If you’re a fan of British television, you can discover our cities and countryside from home as you dive into a host of modern British TV classics, from gripping crime shows to side-splitting comedies and rich period dramas - all ready and waiting to be binged.

Crime Dramas

Life on Mars

A British crime drama gem, Life on Mars follows the case-busting journeys of Manchester police officer Sam Tyler (John Simm), who wakes up in 1973 following a road accident in then present-day 2006. Combining gripping story lines, nostalgic British scenes and an epic soundtrack, the show saw two hugely successful series, filmed in 2006 and 2007, and gained a cult following. Ashes to Ashes, the sequel to Life on Mars, quickly followed, as did remakes in America, Spain, South Korea and Russia.

A key filming location is the Brutalist Stopford House, a short distance from Manchester central in Stockport. Built in 1975, this council building was used as the setting for the Manchester and Salford Police station in the series, giving you an authentic look into Britain’s past.


A man in an old style police uniform standing outside the Sherlock Holmes Museum.
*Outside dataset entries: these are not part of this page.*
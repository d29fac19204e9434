//! # Outbound Command Synthesis
//!
//! The outbound half of an assisted-driving vehicle interface: each control
//! cycle it turns the planner's intent and the latest vehicle-state snapshot
//! into the bus frames that steer, accelerate, and drive the instrument
//! cluster, while relaying the stock frames the rest of the car expects.
//!
//! ## Features
//!
//! - **Steering torque limiting**: rate, magnitude, driver-override, and
//!   stuck-value limits matching the EPS acceptance envelope
//! - **Longitudinal synthesis**: clamped acceleration with jerk and comfort
//!   band encoding, stop/go handling, and ESP hold release
//! - **Button emulation**: stock-ACC set-speed coercion via emulated presses
//! - **Counter-gated relay**: every forwarded frame deduplicated on its
//!   sequence counter, checksums stripped and recomputed on pack
//! - **Embedded-friendly**: bounded field maps and frame lists, no per-cycle
//!   heap growth
//!
//! ## Quick Start
//!
//! ```rust
//! use carcmd::{CapturePacker, CommandController, DriveIntent, VehicleStateSnapshot};
//! use carcmd::platform::mqb::MQB_CATALOG;
//!
//! let mut controller = CommandController::mqb();
//! let packer = CapturePacker::new(&MQB_CATALOG);
//!
//! let intent = DriveIntent::default();
//! let snapshot = VehicleStateSnapshot::default();
//! let output = controller.update(&intent, &snapshot, &packer).unwrap();
//! for frame in &output.frames {
//!     println!("bus {:?}: {}", frame.bus, frame.message);
//! }
//! ```
//!
//! ## Architecture
//!
//! - [`controller`] - Per-cycle orchestrator and public API
//! - [`steering`] - Torque rate limiting and the EPS overlay
//! - [`longitudinal`] - Acceleration plan and lead-distance display encoding
//! - [`buttons`] - Stock cruise-button press emulation
//! - [`relay`] - Counter-gated message forwarding
//! - [`platform`] - Per-platform signal encoders behind [`platform::PlatformCodec`]
//! - [`checksum`] - Bus checksum variants
//! - [`packer`] - The pack collaborator boundary and its test double

#![deny(clippy::all)]
#![allow(clippy::module_name_repetitions)]
#![allow(clippy::cast_possible_truncation)]
#![allow(clippy::cast_sign_loss)]

pub mod buttons;
pub mod checksum;
pub mod controller;
pub mod longitudinal;
pub mod packer;
pub mod platform;
pub mod relay;
pub mod steering;
pub mod types;

// Re-export main public types for convenience
pub use controller::CommandController;
pub use packer::{CanPacker, CapturePacker, PackError};
pub use relay::{ForwardOptions, ForwardingRelay, SynthesisError, TransformOutcome};
pub use types::{
    Bus, ButtonEvent, CycleOutput, DriveIntent, HudDirectives, LongControlPhase, OutgoingFrame,
    VehicleLimits, VehicleStateSnapshot,
};
//! Stock cruise-button emulation.
//!
//! When the stock ACC cannot be commanded directly, its set speed is coerced
//! toward the target by emulating steering-wheel button presses: accel/decel
//! steps walk the set-speed grid, RESUME re-engages, and a literal driver SET
//! press is forwarded as-is so non-stepped target speeds survive unrounded.

pub const BUTTON_NONE: u8 = 0;
pub const BUTTON_ACCEL: u8 = 1;
pub const BUTTON_DECEL: u8 = 2;
pub const BUTTON_RESUME: u8 = 3;
pub const BUTTON_SET: u8 = 4;

use crate::types::VehicleLimits;

#[derive(Debug, Clone, Copy)]
struct Press {
    code: u8,
    cycle: u64,
}

/// Inputs for one tick of the press state machine.
#[derive(Debug, Clone, Copy)]
pub struct ButtonContext {
    pub cruise_available: bool,
    /// Set speed currently held by the stock ACC, km/h.
    pub stock_set_speed: Option<f32>,
    /// The stock ACC is already tracking our coerced set speed.
    pub stock_overriding: bool,
    /// The driver physically pressed SET this cycle.
    pub set_pressed: bool,
    /// Target set speed, km/h; `None` when no target is known.
    pub target_set_speed: Option<f32>,
    /// Upstream requests the stock-ACC override.
    pub override_requested: bool,
}

#[derive(Debug, Default)]
pub struct ButtonEmulator {
    press: Option<Press>,
}

impl ButtonEmulator {
    pub fn new() -> Self {
        Self::default()
    }

    /// Button code to put on the bus this cycle.
    pub fn update(&mut self, cycle: u64, ctx: &ButtonContext, limits: &VehicleLimits) -> u8 {
        if !ctx.cruise_available {
            // Nothing to press against, but the press state must survive.
            return BUTTON_NONE;
        }

        let step = limits.set_speed_step_kph;
        let step_up = ctx
            .stock_set_speed
            .map(|s| ((s + 0.1) / step).ceil() * step)
            .unwrap_or(limits.set_speed_min_kph)
            .min(limits.set_speed_max_kph);
        let step_down = ctx
            .stock_set_speed
            .map(|s| ((s - 0.1) / step).floor() * step)
            .unwrap_or(limits.set_speed_min_kph)
            .max(limits.set_speed_min_kph);

        if let Some(press) = self.press {
            // Require a few cycles of non-pressing before a new press: the ECU's
            // own state update races the button logic otherwise.
            if cycle > press.cycle + 4 * limits.button_hold_cycles {
                self.press = None;
            } else if cycle > press.cycle + limits.button_hold_cycles {
                return BUTTON_NONE;
            } else {
                return press.code;
            }
        }

        if ctx.set_pressed && ctx.override_requested {
            // Forward SET directly so non-stepped speeds are not rounded.
            return self.press(BUTTON_SET, cycle);
        }

        let Some(target) = ctx.target_set_speed else {
            return BUTTON_NONE;
        };

        match ctx.stock_set_speed {
            None => self.press(BUTTON_ACCEL, cycle),
            Some(stock) => {
                if (step_up - target).abs() < (stock - target).abs() {
                    self.press(BUTTON_ACCEL, cycle)
                } else if (step_down - target).abs() < (stock - target).abs() {
                    self.press(BUTTON_DECEL, cycle)
                } else if !ctx.stock_overriding && ctx.override_requested {
                    self.press(BUTTON_RESUME, cycle)
                } else {
                    BUTTON_NONE
                }
            }
        }
    }

    fn press(&mut self, code: u8, cycle: u64) -> u8 {
        self.press = Some(Press { code, cycle });
        code
    }
}

#[cfg(test)]
mod tests {
    use super::*;
    use crate::types::VehicleLimits;

    fn ctx() -> ButtonContext {
        ButtonContext {
            cruise_available: true,
            stock_set_speed: Some(100.0),
            stock_overriding: true,
            set_pressed: false,
            target_set_speed: Some(103.0),
            override_requested: true,
        }
    }

    fn limits() -> VehicleLimits {
        let mut limits = VehicleLimits::mqb();
        limits.set_speed_step_kph = 2.0;
        limits
    }

    #[test]
    fn steps_up_toward_target_then_debounces() {
        let mut emulator = ButtonEmulator::new();
        let limits = limits();
        let hold = limits.button_hold_cycles;

        // stock 100, target 103, step 2: step_up 102 is strictly closer.
        assert_eq!(emulator.update(10, &ctx(), &limits), BUTTON_ACCEL);
        // Held for the hold window.
        for cycle in 11..=10 + hold {
            assert_eq!(emulator.update(cycle, &ctx(), &limits), BUTTON_ACCEL);
        }
        // Neutral through the debounce window.
        for cycle in 10 + hold + 1..=10 + 4 * hold {
            assert_eq!(emulator.update(cycle, &ctx(), &limits), BUTTON_NONE);
        }
        // First cycle past the debounce window clears the state and may press
        // again immediately.
        assert_eq!(emulator.update(10 + 4 * hold + 1, &ctx(), &limits), BUTTON_ACCEL);
    }

    #[test]
    fn unavailable_cruise_short_circuits_without_corrupting_state() {
        let mut emulator = ButtonEmulator::new();
        let limits = limits();
        assert_eq!(emulator.update(10, &ctx(), &limits), BUTTON_ACCEL);

        let mut off = ctx();
        off.cruise_available = false;
        assert_eq!(emulator.update(11, &off, &limits), BUTTON_NONE);
        // Press state survived the unavailable cycle.
        assert_eq!(emulator.update(12, &ctx(), &limits), BUTTON_ACCEL);
    }

    #[test]
    fn driver_set_press_is_forwarded_exactly() {
        let mut emulator = ButtonEmulator::new();
        let limits = limits();
        let mut context = ctx();
        context.set_pressed = true;
        assert_eq!(emulator.update(5, &context, &limits), BUTTON_SET);
    }

    #[test]
    fn steps_down_when_grid_point_below_is_closer() {
        let mut emulator = ButtonEmulator::new();
        let limits = limits();
        let mut context = ctx();
        context.target_set_speed = Some(97.0);
        assert_eq!(emulator.update(0, &context, &limits), BUTTON_DECEL);
    }

    #[test]
    fn resume_pressed_when_on_target_but_not_overriding() {
        let mut emulator = ButtonEmulator::new();
        let limits = limits();
        let mut context = ctx();
        context.target_set_speed = Some(100.0);
        context.stock_overriding = false;
        assert_eq!(emulator.update(0, &context, &limits), BUTTON_RESUME);
    }

    #[test]
    fn no_target_reports_neutral() {
        let mut emulator = ButtonEmulator::new();
        let limits = limits();
        let mut context = ctx();
        context.target_set_speed = None;
        assert_eq!(emulator.update(0, &context, &limits), BUTTON_NONE);
    }

    #[test]
    fn unknown_stock_speed_presses_accel_to_seed_the_grid() {
        let mut emulator = ButtonEmulator::new();
        let limits = limits();
        let mut context = ctx();
        context.stock_set_speed = None;
        assert_eq!(emulator.update(0, &context, &limits), BUTTON_ACCEL);
    }
}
A modern day adaptation of the seminal Arthur Conan Doyle detective novels, the BBC created four seasons of Sherlock, filmed from 2010 and 2017. Watched by audiences in over 200 countries, the show stars Benedict Cumberbatch and Martin Freeman and is set in contemporary London, with filming split between the British capital and Cardiff. The location shots for the fictitious detective’s famous home, 221b Baker Street, were filmed at 187 North Gower Street in Bloomsbury. Fans will no doubt recognise Speedy’s Café which is located next door, an eatery that has added a special ‘Sherlock’ breakfast to its menu. 221b Baker Street, the address made famous by Conan Doyle in 1887, has been recreated in the shape of the Sherlock Holmes Museum.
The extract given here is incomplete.